In this Sunday Reads we’ll begin with a look at the first half returns for the Beat The TSX Portfolio and the Canadian Wide Moat Portfolios. The Beat The TSX Portfolio is a pure value play, discovered by those big dividends. The Canadian Wide Moat Portfolio relies on the moats – a lack of competition. There are a few key oligopoly sectors in Canada. While both Canadian stock portfolio approaches have a nice history of beating the market, the BTSX is more volatile, while the Wide Moats are more low volatility by design. The BTSX Portfolio continues to struggle while the Wide Moats continue to best the market.
The wide moat portfolio has beat the TSX by some 1.6% annual over the last decade. That said, it has underperformed from 2023. I can still find no better model for the large cap Canadian space. It tracks closely to (but slightly outperforms) the BMO Low Volatility ETF – ZLB.TO.
Shareholder yield
I really liked this post and screen in the Globe & Mail (sub required). Companies that have a lot of free cash flow typically perform very well. They can buy back shares (increasing your ownership) and pay bigger and increasing dividends. We call that combination the shareholder yield. The screen also looked at valuation, quality and more. Here’s where it landed. It’s a nice sixpack …
And check out the buy back and dividend history for Canadian Natural Resources. My favourite oil and gas stock …

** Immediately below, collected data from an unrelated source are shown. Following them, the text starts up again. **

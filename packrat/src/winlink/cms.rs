//! CMS relay plumbing.
//!
//! When a relay target is configured, the station bridges a connected radio peer to an
//! internet-side Common Message Server instead of serving mail locally. The stack never opens the
//! socket itself; it asks the embedder to (via `WinlinkEvent::RelayConnectRequested`) and then
//! exchanges opaque byte chunks in both directions.
//!
//! The only protocol awareness the bridge needs is the B2F *binary-mode switch*: after an
//! `FS ...Y...` line, the stream carries compressed blocks that must not be scanned for command
//! lines until an `FF`/`FQ` line ends the batch. [`BinarySwitch`] tracks that, per direction.
//!
//! [`BinarySwitch`]: struct.BinarySwitch.html

use alloc::string::String;
use alloc::vec::Vec;

/// Where the internet-side gateway lives. Connection handling is the embedder's.
#[derive(Debug, Clone, PartialEq, Eq)]
pub struct CmsRelayConfig {
    pub host: String,
    pub port: u16,
    pub tls: bool,
}

/// What a scanned chunk revealed about the stream.
#[derive(Debug, Copy, Clone, PartialEq, Eq)]
pub enum StreamMark {
    /// Nothing of note; keep forwarding.
    None,
    /// A quit line (`FQ`) passed by; the session is over once it is delivered.
    Quit,
}

/// Watches one direction of a bridged B2F conversation.
pub struct BinarySwitch {
    binary: bool,
    line: Vec<u8>,
}

impl BinarySwitch {
    pub fn new() -> Self {
        BinarySwitch {
            binary: false,
            line: Vec::new(),
        }
    }

    pub fn in_binary(&self) -> bool {
        self.binary
    }

    /// Scans a forwarded chunk, updating the text/binary state.
    pub fn observe(&mut self, data: &[u8]) -> StreamMark {
        let mut mark = StreamMark::None;
        for &b in data {
            if b == b'\r' || b == b'\n' {
                match self.line_ended() {
                    StreamMark::None => {}
                    m => mark = m,
                }
                self.line.clear();
            } else {
                // In binary mode only a short window is kept, enough to recognize the
                // batch-terminating command at a line start.
                if self.binary && self.line.len() >= 8 {
                    self.line.clear();
                }
                self.line.push(b);
            }
        }
        mark
    }

    fn line_ended(&mut self) -> StreamMark {
        let line = &self.line[..];
        if self.binary {
            if line == b"FF" || line.starts_with(b"FQ") {
                self.binary = false;
                if line.starts_with(b"FQ") {
                    return StreamMark::Quit;
                }
            }
            return StreamMark::None;
        }
        if line.starts_with(b"FS ") && line.iter().any(|&b| b == b'Y' || b == b'y' || b == b'+') {
            self.binary = true;
        } else if line.starts_with(b"FQ") {
            return StreamMark::Quit;
        }
        StreamMark::None
    }
}

impl Default for BinarySwitch {
    fn default() -> Self {
        Self::new()
    }
}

It’s a trade-off. I hold a concentrated portfolio of Canadian stocks. What I give up in greater diversification, I gain in the business strength and potential for the companies that I own to not fail. They have wide moats or exist in an oligopoly situation. For the majority of the Canadian component of my RRSP account I own 7 companies in the banking, telco and pipeline space. I like to call it the Canadian wide moat portfolio.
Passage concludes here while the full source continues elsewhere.